Song Liang | Profile
July 23, 2010

2010-7-23Curiosity about natural phenomena has always been the fuel for scientific endeavor. One by one, great cufflinks clearance mysteries of life have been illuminated by the inquisitive mind, often going against the grain of accepted dogma. Medical science has been no exception, as demonstrated by the overlapping eras of thought that supposed, for example, demons and spirit activity as the cause of disease, even as more secular, modern explanations were emerging.

The early predominating theory of disease in ancient Greece - as well as India and Tibet - was the concept of the "four humors," generally associated with the four elements of earth, air, fire and water, which in turn configure human personality. The theory of humors postulated that all human afflictions resulted from imbalances in these internal elements, manifest in phlegm, blood, yellow bile and black bile. For instance, an individual suffering from depression was diagnosed as having a surfeit of black bile. (The term melancholy is formed from the Greek words meaning "black" and "bile"). Likewise, a "phlegmatic" personality was associated with the more lethargic or apathetic qualities. This school of thought was prominent in the time of the great Greek physicians such as Herophilus, the first systematic anatomist; Hippocrates, whose medical canon rejected supernatural explanations of disease; and Erasistratus, follower of Herophilus and one of pendants clearance the last of that era - and the eon to come - to dissect human bodies.

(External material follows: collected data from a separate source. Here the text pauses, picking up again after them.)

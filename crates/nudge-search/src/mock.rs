//! Offline search client over three seeded shows.

use std::collections::HashMap;

use async_trait::async_trait;
use nudge_core::Candidate;
use tokio_util::sync::CancellationToken;

use crate::error::SearchError;
use crate::SearchClient;

struct SeededShow {
    id: &'static str,
    name: &'static str,
    description: &'static str,
    feed_url: &'static str,
    estimated_reach: f64,
    feed: &'static str,
}

const SEEDED_SHOWS: [SeededShow; 3] = [
    SeededShow {
        id: "show-ai-founders",
        name: "AI Founders Weekly",
        description: "Interviews with startup founders building AI products.",
        feed_url: "memory://ai-founders",
        estimated_reach: 0.76,
        feed: AI_FOUNDERS_FEED,
    },
    SeededShow {
        id: "show-b2b-growth",
        name: "B2B Growth Stories",
        description: "Practical growth playbooks for SaaS and B2B marketing teams.",
        feed_url: "memory://b2b-growth",
        estimated_reach: 0.63,
        feed: B2B_GROWTH_FEED,
    },
    SeededShow {
        id: "show-creator-playbook",
        name: "Creator Monetization Playbook",
        description: "How creators build audiences, monetize newsletters, and scale podcasts.",
        feed_url: "memory://creator-playbook",
        estimated_reach: 0.58,
        feed: CREATOR_PLAYBOOK_FEED,
    },
];

const AI_FOUNDERS_FEED: &str = r#"<rss version="2.0" xmlns:itunes="http://www.itunes.com/dtds/podcast-1.0.dtd">
  <channel>
    <title>AI Founders Weekly</title>
    <itunes:owner>
      <itunes:name>AI Founders Team</itunes:name>
      <itunes:email>team@aifoundersweekly.fm</itunes:email>
    </itunes:owner>
    <description>Reach us at partnerships [at] aifoundersweekly.fm for collaborations.</description>
    <item>
      <title>How AI copilots change onboarding</title>
      <description>Discussing SaaS onboarding and startup growth loops.</description>
      <pubDate>Fri, 20 Feb 2026 10:00:00 GMT</pubDate>
    </item>
    <item>
      <title>Building moats with workflow AI</title>
      <description>Founder interview on defensibility in B2B AI.</description>
      <pubDate>Fri, 13 Feb 2026 10:00:00 GMT</pubDate>
    </item>
    <item>
      <title>Lessons from failed launches</title>
      <description>Email us via contact(at)aifoundersweekly.fm.</description>
      <pubDate>Fri, 06 Feb 2026 10:00:00 GMT</pubDate>
    </item>
  </channel>
</rss>"#;

const B2B_GROWTH_FEED: &str = r#"<rss version="2.0" xmlns:itunes="http://www.itunes.com/dtds/podcast-1.0.dtd">
  <channel>
    <title>B2B Growth Stories</title>
    <itunes:email>editor@b2bgrowthstories.com</itunes:email>
    <description>Stories from B2B marketers scaling revenue.</description>
    <item>
      <title>Category design for technical products</title>
      <description>Positioning and narrative with examples.</description>
      <pubDate>Wed, 18 Feb 2026 08:00:00 -0500</pubDate>
    </item>
    <item>
      <title>Sales and marketing handoff</title>
      <description>How revenue teams coordinate better.</description>
      <pubDate>Wed, 04 Feb 2026 08:00:00 -0500</pubDate>
    </item>
    <item>
      <title>Demand capture vs demand creation</title>
      <description>Budgeting across channels and cycles.</description>
      <pubDate>Invalid Date Example</pubDate>
    </item>
  </channel>
</rss>"#;

const CREATOR_PLAYBOOK_FEED: &str = r#"<rss version="2.0" xmlns:itunes="http://www.itunes.com/dtds/podcast-1.0.dtd">
  <channel>
    <title>Creator Monetization Playbook</title>
    <description>Business systems for creator-led brands. Partnerships at hello (at) creatorplaybook.io.</description>
    <item>
      <title>Newsletter funnels that convert</title>
      <description>From content to product with practical examples.</description>
      <pubDate>Mon, 12 Jan 2026 15:00:00 GMT</pubDate>
    </item>
    <item>
      <title>Sponsorship pricing fundamentals</title>
      <description>How audience quality affects ad rates.</description>
      <pubDate>Mon, 22 Dec 2025 15:00:00 GMT</pubDate>
    </item>
    <item>
      <title>Membership retention playbook</title>
      <description>Retention tactics and community loops.</description>
      <pubDate>Mon, 01 Dec 2025 15:00:00 GMT</pubDate>
    </item>
  </channel>
</rss>"#;

impl SeededShow {
    fn to_candidate(&self) -> Candidate {
        Candidate {
            id: self.id.to_string(),
            name: self.name.to_string(),
            description: self.description.to_string(),
            // The seeded copy is too short for the word-count heuristic.
            language: Some("en".to_string()),
            feed_url: self.feed_url.to_string(),
            estimated_reach: self.estimated_reach,
        }
    }
}

/// Feed bodies for the seeded shows, keyed by their `memory://` URLs.
#[must_use]
pub fn seeded_feeds() -> HashMap<String, String> {
    SEEDED_SHOWS
        .iter()
        .map(|show| (show.feed_url.to_string(), show.feed.to_string()))
        .collect()
}

/// Search client that never touches the network.
///
/// A seeded show matches when any trimmed, lowercased keyword is a substring
/// of its lowercased name and description. No keywords returns every show.
#[derive(Debug, Clone, Copy, Default)]
pub struct MockSearchClient;

impl MockSearchClient {
    #[must_use]
    pub fn new() -> Self {
        Self
    }
}

#[async_trait]
impl SearchClient for MockSearchClient {
    async fn search(
        &self,
        keywords: &[String],
        _published_after_days: u32,
        cancel: &CancellationToken,
    ) -> Result<Vec<Candidate>, SearchError> {
        if cancel.is_cancelled() {
            return Err(SearchError::Cancelled);
        }

        let mut normalized: Vec<String> = keywords
            .iter()
            .map(|k| k.trim().to_lowercase())
            .filter(|k| !k.is_empty())
            .collect();
        normalized.sort();
        normalized.dedup();

        let candidates = SEEDED_SHOWS
            .iter()
            .filter(|show| {
                if normalized.is_empty() {
                    return true;
                }
                let corpus = format!("{} {}", show.name, show.description).to_lowercase();
                normalized.iter().any(|k| corpus.contains(k.as_str()))
            })
            .map(SeededShow::to_candidate)
            .collect();
        Ok(candidates)
    }
}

The role of humors was articulated most eloquently by the man known as Galen of Pergamum (129-200 AD). Galen's magnum opus on treatment, De methodo medendi, along with other tracts by him, were the first great written works of medicine and served as the universal guide to human disease for more than a millenium. During the time of Galen and of his disciples who followed, the unapproved dissection of a human body was fervently condemned. As a result, Galen based most of his understanding of human anatomy on the dissection of animals, including Barbary macaques, a type of monkey found predominantly earrings clearance in North Africa. Galen made the reasonable but dangerously imperfect assumption that the inner structure of such animals was close enough to that of humans to be sufficient for an understanding of human anatomy. Galen's teachings persisted in Europe and Greece until the 16th century, and some ancient schools of medicine, such as the Ayurvedic and Tibetan traditions, still practice metaphysical healing and humor-based diagnostics that sprang from the same roots, combined with highly sophisticated pharmacology and therapeutics. Indeed, when Tibetan rulers held two major medical conferences in the 8th and llth centuries, bringing together physicians (and translators) from India, Persia, Nepal, Greece, China and elsewhere to share their knowledge, it was Galen's medicine they used as the basis for their integrative medical system.